(Records from a collection)
....

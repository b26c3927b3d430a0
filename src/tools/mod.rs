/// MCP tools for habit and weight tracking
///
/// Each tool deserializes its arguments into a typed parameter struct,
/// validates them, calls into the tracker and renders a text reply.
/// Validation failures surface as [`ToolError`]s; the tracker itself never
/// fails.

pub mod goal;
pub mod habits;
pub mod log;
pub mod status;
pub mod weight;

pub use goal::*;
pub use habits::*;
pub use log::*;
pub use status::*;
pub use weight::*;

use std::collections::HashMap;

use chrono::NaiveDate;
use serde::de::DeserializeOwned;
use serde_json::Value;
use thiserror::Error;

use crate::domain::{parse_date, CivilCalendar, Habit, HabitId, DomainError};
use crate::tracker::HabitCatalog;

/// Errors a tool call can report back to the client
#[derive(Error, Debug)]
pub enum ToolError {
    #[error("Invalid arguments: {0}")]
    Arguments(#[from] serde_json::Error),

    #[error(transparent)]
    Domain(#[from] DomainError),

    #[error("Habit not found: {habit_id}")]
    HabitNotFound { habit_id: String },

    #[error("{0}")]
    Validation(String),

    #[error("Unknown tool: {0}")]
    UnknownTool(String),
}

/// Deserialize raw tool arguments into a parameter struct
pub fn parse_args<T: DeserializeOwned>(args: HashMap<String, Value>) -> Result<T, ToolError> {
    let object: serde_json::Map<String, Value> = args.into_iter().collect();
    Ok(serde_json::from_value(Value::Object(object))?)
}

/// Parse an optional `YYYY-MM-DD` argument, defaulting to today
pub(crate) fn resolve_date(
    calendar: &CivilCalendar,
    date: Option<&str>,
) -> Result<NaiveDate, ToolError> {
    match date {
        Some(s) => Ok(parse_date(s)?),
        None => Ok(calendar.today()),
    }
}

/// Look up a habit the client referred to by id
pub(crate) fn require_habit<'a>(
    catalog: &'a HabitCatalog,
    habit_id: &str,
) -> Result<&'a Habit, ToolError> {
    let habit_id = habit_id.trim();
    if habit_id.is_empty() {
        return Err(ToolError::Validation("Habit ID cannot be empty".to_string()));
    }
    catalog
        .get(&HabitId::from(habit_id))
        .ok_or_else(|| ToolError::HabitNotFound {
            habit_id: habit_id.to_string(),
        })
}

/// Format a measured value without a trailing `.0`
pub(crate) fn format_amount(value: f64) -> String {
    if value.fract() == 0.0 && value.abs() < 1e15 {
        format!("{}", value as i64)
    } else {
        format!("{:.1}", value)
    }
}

....

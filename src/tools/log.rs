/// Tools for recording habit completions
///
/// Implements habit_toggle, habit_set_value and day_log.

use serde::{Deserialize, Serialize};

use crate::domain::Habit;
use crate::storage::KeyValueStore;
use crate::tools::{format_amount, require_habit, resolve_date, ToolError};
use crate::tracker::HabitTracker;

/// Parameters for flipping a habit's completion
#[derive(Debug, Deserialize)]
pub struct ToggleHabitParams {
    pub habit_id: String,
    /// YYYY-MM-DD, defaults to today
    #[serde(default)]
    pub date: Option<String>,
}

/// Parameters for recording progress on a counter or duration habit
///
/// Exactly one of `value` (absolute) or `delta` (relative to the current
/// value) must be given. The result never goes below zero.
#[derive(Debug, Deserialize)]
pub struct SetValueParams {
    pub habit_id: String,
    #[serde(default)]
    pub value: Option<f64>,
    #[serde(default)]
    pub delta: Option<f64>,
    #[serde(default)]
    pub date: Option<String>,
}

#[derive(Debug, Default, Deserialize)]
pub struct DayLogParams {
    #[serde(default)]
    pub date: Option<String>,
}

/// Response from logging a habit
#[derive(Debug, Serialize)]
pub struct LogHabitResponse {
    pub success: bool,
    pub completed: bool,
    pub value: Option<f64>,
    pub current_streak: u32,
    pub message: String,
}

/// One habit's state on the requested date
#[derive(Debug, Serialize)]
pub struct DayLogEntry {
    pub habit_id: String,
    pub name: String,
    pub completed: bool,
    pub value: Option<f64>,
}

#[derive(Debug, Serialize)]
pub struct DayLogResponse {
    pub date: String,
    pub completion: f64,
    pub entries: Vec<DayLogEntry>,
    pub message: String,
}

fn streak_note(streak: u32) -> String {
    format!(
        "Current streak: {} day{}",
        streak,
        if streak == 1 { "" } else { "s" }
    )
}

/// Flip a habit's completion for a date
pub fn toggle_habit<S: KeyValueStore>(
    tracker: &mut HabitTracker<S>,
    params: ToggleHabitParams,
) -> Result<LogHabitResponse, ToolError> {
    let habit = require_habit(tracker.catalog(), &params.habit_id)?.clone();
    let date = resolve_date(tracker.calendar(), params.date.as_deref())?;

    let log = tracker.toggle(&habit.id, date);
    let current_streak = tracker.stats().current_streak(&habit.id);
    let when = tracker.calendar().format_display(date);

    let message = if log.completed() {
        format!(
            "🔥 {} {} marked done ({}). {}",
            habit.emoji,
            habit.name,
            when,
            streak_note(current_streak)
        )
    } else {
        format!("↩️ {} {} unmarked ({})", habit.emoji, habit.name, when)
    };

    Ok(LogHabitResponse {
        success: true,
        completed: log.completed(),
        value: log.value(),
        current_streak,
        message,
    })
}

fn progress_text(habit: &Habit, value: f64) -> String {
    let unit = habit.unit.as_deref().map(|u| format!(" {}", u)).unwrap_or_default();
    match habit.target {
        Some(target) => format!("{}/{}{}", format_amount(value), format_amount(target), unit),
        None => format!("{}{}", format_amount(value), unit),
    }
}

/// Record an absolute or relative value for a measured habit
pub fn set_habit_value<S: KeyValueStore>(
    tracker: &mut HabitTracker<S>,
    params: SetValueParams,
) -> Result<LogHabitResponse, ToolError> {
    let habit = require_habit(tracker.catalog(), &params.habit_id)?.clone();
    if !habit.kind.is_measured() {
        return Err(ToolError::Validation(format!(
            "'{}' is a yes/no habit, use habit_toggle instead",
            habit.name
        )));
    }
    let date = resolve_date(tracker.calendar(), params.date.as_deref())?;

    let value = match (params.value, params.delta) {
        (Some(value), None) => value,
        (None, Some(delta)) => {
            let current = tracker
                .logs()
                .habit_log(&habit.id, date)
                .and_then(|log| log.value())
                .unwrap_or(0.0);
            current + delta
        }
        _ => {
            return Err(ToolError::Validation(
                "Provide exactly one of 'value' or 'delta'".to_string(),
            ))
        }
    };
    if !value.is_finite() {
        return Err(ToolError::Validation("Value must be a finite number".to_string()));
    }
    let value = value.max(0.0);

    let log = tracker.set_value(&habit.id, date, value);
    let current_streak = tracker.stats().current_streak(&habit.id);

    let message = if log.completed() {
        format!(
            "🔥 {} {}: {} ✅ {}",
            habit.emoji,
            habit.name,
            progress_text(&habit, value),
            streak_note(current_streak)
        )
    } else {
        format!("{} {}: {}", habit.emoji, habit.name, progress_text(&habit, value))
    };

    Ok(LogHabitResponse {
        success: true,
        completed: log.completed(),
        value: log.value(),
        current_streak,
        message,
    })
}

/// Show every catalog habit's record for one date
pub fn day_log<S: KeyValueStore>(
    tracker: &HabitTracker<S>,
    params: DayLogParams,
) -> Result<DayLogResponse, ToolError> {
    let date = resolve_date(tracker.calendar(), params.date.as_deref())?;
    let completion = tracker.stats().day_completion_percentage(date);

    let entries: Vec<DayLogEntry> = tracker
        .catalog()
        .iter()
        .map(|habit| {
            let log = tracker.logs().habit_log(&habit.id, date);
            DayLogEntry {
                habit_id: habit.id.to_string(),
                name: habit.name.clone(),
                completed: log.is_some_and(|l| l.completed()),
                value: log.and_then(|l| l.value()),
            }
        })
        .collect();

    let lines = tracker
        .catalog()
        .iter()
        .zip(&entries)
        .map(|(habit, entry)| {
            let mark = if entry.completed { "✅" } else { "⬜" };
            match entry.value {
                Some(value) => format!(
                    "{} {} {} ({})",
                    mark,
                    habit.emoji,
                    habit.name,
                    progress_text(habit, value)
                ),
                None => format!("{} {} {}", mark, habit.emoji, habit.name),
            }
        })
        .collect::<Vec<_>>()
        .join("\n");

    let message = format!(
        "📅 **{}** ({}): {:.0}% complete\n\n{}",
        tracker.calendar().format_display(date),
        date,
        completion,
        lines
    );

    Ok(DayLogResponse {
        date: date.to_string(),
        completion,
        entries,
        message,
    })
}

....

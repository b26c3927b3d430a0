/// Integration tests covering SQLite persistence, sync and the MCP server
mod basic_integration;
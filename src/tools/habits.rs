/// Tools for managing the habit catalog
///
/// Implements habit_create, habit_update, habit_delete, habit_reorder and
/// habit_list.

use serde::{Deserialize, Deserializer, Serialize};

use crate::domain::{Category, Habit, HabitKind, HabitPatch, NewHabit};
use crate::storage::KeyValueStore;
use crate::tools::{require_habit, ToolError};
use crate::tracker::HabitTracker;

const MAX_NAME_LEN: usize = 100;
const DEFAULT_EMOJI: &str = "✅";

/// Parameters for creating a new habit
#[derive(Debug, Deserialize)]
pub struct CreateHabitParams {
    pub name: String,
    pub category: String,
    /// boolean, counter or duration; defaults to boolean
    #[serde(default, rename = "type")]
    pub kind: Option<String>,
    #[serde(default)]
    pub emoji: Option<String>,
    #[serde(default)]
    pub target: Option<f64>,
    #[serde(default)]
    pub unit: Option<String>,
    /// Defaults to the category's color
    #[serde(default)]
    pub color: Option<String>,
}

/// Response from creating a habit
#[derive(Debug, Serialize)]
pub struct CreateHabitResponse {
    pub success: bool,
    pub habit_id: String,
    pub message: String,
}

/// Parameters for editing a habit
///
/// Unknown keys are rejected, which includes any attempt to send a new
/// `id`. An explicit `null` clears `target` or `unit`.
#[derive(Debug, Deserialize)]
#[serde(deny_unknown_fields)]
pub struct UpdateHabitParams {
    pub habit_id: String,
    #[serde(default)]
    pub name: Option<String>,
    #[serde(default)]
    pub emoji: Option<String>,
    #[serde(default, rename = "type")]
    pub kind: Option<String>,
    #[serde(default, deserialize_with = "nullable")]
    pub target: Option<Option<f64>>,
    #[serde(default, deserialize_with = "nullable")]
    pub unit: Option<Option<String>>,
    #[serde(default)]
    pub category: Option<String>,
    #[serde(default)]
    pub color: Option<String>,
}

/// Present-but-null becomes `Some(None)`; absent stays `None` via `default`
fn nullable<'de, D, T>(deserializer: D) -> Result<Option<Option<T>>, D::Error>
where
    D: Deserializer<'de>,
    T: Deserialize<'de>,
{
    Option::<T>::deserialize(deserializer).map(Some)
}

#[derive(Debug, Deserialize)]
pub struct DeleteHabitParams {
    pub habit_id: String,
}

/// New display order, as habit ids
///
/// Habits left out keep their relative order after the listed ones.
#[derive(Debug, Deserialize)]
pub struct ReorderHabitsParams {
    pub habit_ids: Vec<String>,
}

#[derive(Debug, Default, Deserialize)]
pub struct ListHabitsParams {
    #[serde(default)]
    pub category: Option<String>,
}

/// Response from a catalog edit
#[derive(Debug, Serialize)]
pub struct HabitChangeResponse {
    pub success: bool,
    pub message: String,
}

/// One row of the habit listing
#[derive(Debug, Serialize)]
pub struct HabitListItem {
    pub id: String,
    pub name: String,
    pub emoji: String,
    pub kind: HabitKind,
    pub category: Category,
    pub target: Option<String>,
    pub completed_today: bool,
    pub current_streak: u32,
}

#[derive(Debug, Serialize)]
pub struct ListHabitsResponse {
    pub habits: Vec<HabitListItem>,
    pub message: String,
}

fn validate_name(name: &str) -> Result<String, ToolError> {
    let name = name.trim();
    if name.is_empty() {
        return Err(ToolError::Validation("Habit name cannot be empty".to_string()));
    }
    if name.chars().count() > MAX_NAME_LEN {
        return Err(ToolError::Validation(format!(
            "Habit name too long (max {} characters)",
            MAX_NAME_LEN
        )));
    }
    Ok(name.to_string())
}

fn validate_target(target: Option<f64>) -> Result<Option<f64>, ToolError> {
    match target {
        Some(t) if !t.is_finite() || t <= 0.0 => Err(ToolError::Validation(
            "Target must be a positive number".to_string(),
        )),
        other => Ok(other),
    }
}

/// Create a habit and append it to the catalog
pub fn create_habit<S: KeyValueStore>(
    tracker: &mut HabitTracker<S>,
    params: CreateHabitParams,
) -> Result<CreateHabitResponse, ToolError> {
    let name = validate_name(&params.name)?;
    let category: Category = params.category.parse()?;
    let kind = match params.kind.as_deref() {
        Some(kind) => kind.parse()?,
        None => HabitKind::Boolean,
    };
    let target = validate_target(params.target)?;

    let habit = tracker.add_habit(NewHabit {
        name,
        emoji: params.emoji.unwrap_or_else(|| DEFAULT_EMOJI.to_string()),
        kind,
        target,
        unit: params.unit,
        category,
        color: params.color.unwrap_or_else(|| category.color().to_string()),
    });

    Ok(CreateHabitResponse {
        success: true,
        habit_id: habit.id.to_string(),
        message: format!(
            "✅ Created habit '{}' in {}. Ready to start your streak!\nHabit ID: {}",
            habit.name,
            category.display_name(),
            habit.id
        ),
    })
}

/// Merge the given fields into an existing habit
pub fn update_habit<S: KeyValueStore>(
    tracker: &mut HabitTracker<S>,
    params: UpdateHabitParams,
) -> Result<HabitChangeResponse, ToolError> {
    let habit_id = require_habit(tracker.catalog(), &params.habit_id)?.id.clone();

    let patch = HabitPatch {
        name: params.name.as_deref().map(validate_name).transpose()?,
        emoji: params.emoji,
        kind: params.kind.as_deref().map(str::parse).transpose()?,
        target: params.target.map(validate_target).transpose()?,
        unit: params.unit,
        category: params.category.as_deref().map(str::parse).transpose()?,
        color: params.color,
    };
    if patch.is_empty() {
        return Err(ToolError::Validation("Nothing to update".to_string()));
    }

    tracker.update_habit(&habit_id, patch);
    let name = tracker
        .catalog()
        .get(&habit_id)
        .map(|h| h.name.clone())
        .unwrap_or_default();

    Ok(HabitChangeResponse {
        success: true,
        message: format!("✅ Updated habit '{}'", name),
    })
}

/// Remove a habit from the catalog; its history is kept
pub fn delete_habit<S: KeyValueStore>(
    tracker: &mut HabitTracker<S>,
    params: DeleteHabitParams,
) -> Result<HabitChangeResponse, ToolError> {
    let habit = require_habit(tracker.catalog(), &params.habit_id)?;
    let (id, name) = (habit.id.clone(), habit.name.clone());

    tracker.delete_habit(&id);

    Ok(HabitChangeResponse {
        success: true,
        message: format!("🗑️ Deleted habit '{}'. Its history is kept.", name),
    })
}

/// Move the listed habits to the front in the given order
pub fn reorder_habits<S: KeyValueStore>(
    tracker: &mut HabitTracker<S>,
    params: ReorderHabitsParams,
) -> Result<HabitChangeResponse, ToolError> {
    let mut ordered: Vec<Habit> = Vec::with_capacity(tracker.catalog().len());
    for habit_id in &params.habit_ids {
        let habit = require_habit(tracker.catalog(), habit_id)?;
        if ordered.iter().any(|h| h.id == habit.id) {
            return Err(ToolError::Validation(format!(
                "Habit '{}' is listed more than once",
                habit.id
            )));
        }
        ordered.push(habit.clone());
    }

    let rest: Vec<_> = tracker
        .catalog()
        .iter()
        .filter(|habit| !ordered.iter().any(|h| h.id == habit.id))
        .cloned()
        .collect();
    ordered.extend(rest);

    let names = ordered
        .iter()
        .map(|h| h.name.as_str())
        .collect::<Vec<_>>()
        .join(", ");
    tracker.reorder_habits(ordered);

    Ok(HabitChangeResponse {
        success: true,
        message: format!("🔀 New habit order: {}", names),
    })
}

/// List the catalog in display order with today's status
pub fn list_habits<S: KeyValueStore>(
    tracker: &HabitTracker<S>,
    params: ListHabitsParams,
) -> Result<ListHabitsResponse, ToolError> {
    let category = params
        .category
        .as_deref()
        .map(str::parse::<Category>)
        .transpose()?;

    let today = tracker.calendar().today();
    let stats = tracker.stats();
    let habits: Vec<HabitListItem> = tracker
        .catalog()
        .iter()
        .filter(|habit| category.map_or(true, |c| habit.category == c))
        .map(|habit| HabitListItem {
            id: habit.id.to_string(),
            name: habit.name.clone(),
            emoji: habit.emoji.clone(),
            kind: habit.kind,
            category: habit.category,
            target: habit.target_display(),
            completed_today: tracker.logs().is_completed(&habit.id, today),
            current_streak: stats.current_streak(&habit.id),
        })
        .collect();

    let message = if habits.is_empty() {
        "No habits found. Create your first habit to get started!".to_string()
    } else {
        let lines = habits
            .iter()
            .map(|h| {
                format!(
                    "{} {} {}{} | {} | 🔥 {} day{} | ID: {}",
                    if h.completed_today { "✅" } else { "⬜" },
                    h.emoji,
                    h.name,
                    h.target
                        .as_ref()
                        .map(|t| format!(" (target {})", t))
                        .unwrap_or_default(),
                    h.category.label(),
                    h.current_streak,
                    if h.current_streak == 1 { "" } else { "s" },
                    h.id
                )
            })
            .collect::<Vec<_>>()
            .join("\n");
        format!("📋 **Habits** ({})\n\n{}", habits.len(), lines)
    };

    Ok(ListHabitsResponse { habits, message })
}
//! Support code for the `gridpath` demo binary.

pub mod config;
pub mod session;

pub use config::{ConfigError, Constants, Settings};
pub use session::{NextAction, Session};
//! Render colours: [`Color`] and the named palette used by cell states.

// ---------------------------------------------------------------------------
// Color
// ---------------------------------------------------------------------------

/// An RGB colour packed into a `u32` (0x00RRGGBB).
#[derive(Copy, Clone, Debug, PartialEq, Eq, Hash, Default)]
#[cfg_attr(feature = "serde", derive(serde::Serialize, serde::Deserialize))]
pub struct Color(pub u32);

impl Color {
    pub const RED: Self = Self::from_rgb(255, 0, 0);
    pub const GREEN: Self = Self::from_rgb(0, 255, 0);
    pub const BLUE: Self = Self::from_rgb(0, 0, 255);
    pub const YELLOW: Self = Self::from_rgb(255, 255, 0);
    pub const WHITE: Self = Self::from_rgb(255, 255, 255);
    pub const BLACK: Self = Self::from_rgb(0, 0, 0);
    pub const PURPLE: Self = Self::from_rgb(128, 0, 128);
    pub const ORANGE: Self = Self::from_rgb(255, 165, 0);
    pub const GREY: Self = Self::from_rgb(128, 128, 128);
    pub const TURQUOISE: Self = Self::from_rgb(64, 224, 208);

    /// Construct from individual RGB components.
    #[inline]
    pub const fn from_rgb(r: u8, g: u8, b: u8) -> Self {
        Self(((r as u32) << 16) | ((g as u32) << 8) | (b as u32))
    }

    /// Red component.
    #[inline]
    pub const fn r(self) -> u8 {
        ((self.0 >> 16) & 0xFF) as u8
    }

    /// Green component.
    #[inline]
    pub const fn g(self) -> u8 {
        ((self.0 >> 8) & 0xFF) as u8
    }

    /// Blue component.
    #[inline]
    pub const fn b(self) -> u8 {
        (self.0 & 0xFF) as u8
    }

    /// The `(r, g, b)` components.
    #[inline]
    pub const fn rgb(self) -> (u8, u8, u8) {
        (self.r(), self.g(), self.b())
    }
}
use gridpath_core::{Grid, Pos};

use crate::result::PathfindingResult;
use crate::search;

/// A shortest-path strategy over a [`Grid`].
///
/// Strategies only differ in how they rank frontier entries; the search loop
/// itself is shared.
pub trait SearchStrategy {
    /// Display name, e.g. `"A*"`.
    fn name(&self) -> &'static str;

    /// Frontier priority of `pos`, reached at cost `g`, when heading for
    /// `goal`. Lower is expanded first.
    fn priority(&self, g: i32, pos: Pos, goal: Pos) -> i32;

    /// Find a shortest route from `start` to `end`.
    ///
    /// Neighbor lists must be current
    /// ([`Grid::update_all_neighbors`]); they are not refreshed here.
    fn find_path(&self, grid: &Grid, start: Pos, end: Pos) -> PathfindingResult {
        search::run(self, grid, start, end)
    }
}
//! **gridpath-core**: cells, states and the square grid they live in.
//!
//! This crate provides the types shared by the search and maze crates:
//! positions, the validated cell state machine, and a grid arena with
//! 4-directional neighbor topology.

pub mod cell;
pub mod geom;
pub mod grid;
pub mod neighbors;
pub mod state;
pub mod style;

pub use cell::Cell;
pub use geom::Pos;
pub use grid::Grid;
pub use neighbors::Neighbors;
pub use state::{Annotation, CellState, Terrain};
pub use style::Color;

....

▶ Problem description
Collect each line of the entries that has the word "when", copying it in full.

▶ Reply to the exercise
    let when = tracker.calendar().format_display(date);
            when,
        format!("↩️ {} {} unmarked ({})", habit.emoji, habit.name, when)
    /// Frontier priority of `pos`, reached at cost `g`, when heading for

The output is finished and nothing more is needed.